Here are some entries; quote each one exactly.

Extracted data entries
Content starts

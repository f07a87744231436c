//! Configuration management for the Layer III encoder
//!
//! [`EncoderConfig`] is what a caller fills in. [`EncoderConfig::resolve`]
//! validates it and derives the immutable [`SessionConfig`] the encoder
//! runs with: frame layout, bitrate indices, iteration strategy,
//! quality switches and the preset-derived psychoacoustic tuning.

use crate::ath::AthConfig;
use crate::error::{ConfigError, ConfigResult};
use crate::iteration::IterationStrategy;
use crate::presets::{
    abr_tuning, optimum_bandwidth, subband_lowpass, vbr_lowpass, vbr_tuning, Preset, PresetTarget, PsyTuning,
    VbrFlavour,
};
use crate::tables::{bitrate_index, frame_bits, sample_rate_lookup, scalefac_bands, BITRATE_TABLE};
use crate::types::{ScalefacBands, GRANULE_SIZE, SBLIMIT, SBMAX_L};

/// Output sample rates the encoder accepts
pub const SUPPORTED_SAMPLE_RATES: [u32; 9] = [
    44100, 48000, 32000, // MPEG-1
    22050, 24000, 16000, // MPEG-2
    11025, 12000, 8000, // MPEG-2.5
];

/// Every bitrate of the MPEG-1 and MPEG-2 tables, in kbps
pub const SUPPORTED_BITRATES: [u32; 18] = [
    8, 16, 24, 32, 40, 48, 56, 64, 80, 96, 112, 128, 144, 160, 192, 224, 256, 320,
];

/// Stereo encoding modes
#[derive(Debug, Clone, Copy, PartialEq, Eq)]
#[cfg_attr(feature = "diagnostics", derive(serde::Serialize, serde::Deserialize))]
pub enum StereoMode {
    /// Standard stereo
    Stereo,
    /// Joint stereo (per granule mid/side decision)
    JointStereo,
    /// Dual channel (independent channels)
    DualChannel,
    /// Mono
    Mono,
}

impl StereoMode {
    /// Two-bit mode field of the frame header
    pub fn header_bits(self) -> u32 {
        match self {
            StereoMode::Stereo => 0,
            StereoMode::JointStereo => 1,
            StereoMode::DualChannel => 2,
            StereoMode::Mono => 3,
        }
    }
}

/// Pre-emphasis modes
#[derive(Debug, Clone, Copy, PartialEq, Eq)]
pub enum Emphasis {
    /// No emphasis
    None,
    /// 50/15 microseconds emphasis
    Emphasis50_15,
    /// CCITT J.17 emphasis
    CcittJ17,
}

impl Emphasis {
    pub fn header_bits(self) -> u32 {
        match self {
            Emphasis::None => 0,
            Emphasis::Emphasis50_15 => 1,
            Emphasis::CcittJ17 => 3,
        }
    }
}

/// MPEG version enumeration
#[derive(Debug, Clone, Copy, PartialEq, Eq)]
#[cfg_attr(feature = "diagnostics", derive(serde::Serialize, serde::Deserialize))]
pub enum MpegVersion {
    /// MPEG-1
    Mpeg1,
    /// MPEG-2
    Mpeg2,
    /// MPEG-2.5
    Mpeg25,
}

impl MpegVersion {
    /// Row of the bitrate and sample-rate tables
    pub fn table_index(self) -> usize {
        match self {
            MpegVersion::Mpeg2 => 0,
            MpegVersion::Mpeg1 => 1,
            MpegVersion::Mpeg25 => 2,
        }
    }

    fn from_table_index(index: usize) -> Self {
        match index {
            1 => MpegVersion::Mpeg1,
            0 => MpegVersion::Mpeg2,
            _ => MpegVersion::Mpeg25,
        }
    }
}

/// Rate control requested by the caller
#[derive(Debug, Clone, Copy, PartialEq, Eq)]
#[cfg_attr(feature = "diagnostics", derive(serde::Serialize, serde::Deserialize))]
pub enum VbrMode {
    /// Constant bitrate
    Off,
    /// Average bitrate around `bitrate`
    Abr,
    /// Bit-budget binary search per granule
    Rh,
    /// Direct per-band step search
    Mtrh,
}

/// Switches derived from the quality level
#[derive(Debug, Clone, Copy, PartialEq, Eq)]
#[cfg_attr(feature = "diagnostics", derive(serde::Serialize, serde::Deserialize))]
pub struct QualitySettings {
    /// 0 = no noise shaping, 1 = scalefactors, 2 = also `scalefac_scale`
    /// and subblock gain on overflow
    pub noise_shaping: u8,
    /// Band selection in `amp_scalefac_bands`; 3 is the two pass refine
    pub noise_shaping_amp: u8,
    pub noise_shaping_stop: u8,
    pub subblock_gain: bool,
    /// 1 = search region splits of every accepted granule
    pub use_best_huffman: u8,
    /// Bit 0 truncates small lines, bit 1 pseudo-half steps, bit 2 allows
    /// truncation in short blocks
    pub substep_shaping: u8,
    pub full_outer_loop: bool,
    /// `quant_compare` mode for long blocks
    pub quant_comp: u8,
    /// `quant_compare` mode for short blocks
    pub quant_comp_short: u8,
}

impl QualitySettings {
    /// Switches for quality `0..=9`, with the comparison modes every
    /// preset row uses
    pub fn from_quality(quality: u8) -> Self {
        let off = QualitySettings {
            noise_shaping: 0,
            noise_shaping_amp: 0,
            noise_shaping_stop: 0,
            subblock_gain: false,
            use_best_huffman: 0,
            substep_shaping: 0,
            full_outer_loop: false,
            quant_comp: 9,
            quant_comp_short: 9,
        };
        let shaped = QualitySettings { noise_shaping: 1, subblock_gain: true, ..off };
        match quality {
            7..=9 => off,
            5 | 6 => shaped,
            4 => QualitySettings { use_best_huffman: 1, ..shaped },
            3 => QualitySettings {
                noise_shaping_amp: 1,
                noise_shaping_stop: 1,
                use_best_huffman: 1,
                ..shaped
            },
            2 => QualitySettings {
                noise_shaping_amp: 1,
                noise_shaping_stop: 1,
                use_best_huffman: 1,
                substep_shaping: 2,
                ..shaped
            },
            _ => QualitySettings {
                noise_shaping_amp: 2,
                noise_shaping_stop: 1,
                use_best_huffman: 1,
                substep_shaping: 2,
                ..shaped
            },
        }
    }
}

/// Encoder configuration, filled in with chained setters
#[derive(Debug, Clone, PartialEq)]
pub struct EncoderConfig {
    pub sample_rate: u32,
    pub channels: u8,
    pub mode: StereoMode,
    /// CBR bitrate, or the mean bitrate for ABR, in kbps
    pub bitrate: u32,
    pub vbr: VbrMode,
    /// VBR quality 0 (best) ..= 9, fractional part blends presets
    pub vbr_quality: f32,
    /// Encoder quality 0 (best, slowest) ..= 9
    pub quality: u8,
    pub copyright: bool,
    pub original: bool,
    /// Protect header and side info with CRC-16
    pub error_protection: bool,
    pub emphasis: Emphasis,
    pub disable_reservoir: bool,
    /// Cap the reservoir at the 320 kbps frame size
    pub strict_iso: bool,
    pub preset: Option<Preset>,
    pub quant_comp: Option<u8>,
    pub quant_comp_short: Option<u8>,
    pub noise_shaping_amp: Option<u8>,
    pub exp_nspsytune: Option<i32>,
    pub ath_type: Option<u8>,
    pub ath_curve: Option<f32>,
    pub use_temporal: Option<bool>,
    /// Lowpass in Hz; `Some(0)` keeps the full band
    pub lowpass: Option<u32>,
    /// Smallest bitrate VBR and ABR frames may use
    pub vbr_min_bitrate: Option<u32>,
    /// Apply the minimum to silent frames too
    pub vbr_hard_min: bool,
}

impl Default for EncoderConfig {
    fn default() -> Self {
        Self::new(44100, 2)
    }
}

Content ends

ANSWER BOX:
repository f07a87744231436c
//! Configuration management for the Layer III encoder
//!
//! [`EncoderConfig`] is what a caller fills in. [`EncoderConfig::resolve`]
//! validates it and derives the immutable [`SessionConfig`] the encoder
//! runs with: frame layout, bitrate indices, iteration strategy,
//! quality switches and the preset-derived psychoacoustic tuning.

use crate::ath::AthConfig;
use crate::error::{ConfigError, ConfigResult};
use crate::iteration::IterationStrategy;
use crate::presets::{
    abr_tuning, optimum_bandwidth, subband_lowpass, vbr_lowpass, vbr_tuning, Preset, PresetTarget, PsyTuning,
    VbrFlavour,
};
use crate::tables::{bitrate_index, frame_bits, sample_rate_lookup, scalefac_bands, BITRATE_TABLE};
use crate::types::{ScalefacBands, GRANULE_SIZE, SBLIMIT, SBMAX_L};

/// Output sample rates the encoder accepts
pub const SUPPORTED_SAMPLE_RATES: [u32; 9] = [
    44100, 48000, 32000, // MPEG-1
    22050, 24000, 16000, // MPEG-2
    11025, 12000, 8000, // MPEG-2.5
];

/// Every bitrate of the MPEG-1 and MPEG-2 tables, in kbps
pub const SUPPORTED_BITRATES: [u32; 18] = [
    8, 16, 24, 32, 40, 48, 56, 64, 80, 96, 112, 128, 144, 160, 192, 224, 256, 320,
];

/// Stereo encoding modes
#[derive(Debug, Clone, Copy, PartialEq, Eq)]
#[cfg_attr(feature = "diagnostics", derive(serde::Serialize, serde::Deserialize))]
pub enum StereoMode {
    /// Standard stereo
    Stereo,
    /// Joint stereo (per granule mid/side decision)
    JointStereo,
    /// Dual channel (independent channels)
    DualChannel,
    /// Mono
    Mono,
}

impl StereoMode {
    /// Two-bit mode field of the frame header
    pub fn header_bits(self) -> u32 {
        match self {
            StereoMode::Stereo => 0,
            StereoMode::JointStereo => 1,
            StereoMode::DualChannel => 2,
            StereoMode::Mono => 3,
        }
    }
}

/// Pre-emphasis modes
#[derive(Debug, Clone, Copy, PartialEq, Eq)]
pub enum Emphasis {
    /// No emphasis
    None,
    /// 50/15 microseconds emphasis
    Emphasis50_15,
    /// CCITT J.17 emphasis
    CcittJ17,
}

impl Emphasis {
    pub fn header_bits(self) -> u32 {
        match self {
            Emphasis::None => 0,
            Emphasis::Emphasis50_15 => 1,
            Emphasis::CcittJ17 => 3,
        }
    }
}

/// MPEG version enumeration
#[derive(Debug, Clone, Copy, PartialEq, Eq)]
#[cfg_attr(feature = "diagnostics", derive(serde::Serialize, serde::Deserialize))]
pub enum MpegVersion {
    /// MPEG-1
    Mpeg1,
    /// MPEG-2
    Mpeg2,
    /// MPEG-2.5
    Mpeg25,
}

impl MpegVersion {
    /// Row of the bitrate and sample-rate tables
    pub fn table_index(self) -> usize {
        match self {
            MpegVersion::Mpeg2 => 0,
            MpegVersion::Mpeg1 => 1,
            MpegVersion::Mpeg25 => 2,
        }
    }

    fn from_table_index(index: usize) -> Self {
        match index {
            1 => MpegVersion::Mpeg1,
            0 => MpegVersion::Mpeg2,
            _ => MpegVersion::Mpeg25,
        }
    }
}

/// Rate control requested by the caller
#[derive(Debug, Clone, Copy, PartialEq, Eq)]
#[cfg_attr(feature = "diagnostics", derive(serde::Serialize, serde::Deserialize))]
pub enum VbrMode {
    /// Constant bitrate
    Off,
    /// Average bitrate around `bitrate`
    Abr,
    /// Bit-budget binary search per granule
    Rh,
    /// Direct per-band step search
    Mtrh,
}

/// Switches derived from the quality level
#[derive(Debug, Clone, Copy, PartialEq, Eq)]
#[cfg_attr(feature = "diagnostics", derive(serde::Serialize, serde::Deserialize))]
pub struct QualitySettings {
    /// 0 = no noise shaping, 1 = scalefactors, 2 = also `scalefac_scale`
    /// and subblock gain on overflow
    pub noise_shaping: u8,
    /// Band selection in `amp_scalefac_bands`; 3 is the two pass refine
    pub noise_shaping_amp: u8,
    pub noise_shaping_stop: u8,
    pub subblock_gain: bool,
    /// 1 = search region splits of every accepted granule
    pub use_best_huffman: u8,
    /// Bit 0 truncates small lines, bit 1 pseudo-half steps, bit 2 allows
    /// truncation in short blocks
    pub substep_shaping: u8,
    pub full_outer_loop: bool,
    /// `quant_compare` mode for long blocks
    pub quant_comp: u8,
    /// `quant_compare` mode for short blocks
    pub quant_comp_short: u8,
}

impl QualitySettings {
    /// Switches for quality `0..=9`, with the comparison modes every
    /// preset row uses
    pub fn from_quality(quality: u8) -> Self {
        let off = QualitySettings {
            noise_shaping: 0,
            noise_shaping_amp: 0,
            noise_shaping_stop: 0,
            subblock_gain: false,
            use_best_huffman: 0,
            substep_shaping: 0,
            full_outer_loop: false,
            quant_comp: 9,
            quant_comp_short: 9,
        };
        let shaped = QualitySettings { noise_shaping: 1, subblock_gain: true, ..off };
        match quality {
            7..=9 => off,
            5 | 6 => shaped,
            4 => QualitySettings { use_best_huffman: 1, ..shaped },
            3 => QualitySettings {
                noise_shaping_amp: 1,
                noise_shaping_stop: 1,
                use_best_huffman: 1,
                ..shaped
            },
            2 => QualitySettings {
                noise_shaping_amp: 1,
                noise_shaping_stop: 1,
                use_best_huffman: 1,
                substep_shaping: 2,
                ..shaped
            },
            _ => QualitySettings {
                noise_shaping_amp: 2,
                noise_shaping_stop: 1,
                use_best_huffman: 1,
                substep_shaping: 2,
                ..shaped
            },
        }
    }
}

/// Encoder configuration, filled in with chained setters
#[derive(Debug, Clone, PartialEq)]
pub struct EncoderConfig {
    pub sample_rate: u32,
    pub channels: u8,
    pub mode: StereoMode,
    /// CBR bitrate, or the mean bitrate for ABR, in kbps
    pub bitrate: u32,
    pub vbr: VbrMode,
    /// VBR quality 0 (best) ..= 9, fractional part blends presets
    pub vbr_quality: f32,
    /// Encoder quality 0 (best, slowest) ..= 9
    pub quality: u8,
    pub copyright: bool,
    pub original: bool,
    /// Protect header and side info with CRC-16
    pub error_protection: bool,
    pub emphasis: Emphasis,
    pub disable_reservoir: bool,
    /// Cap the reservoir at the 320 kbps frame size
    pub strict_iso: bool,
    pub preset: Option<Preset>,
    pub quant_comp: Option<u8>,
    pub quant_comp_short: Option<u8>,
    pub noise_shaping_amp: Option<u8>,
    pub exp_nspsytune: Option<i32>,
    pub ath_type: Option<u8>,
    pub ath_curve: Option<f32>,
    pub use_temporal: Option<bool>,
    /// Lowpass in Hz; `Some(0)` keeps the full band
    pub lowpass: Option<u32>,
    /// Smallest bitrate VBR and ABR frames may use
    pub vbr_min_bitrate: Option<u32>,
    /// Apply the minimum to silent frames too
    pub vbr_hard_min: bool,
}

impl Default for EncoderConfig {
    fn default() -> Self {
        Self::new(44100, 2)
    }
}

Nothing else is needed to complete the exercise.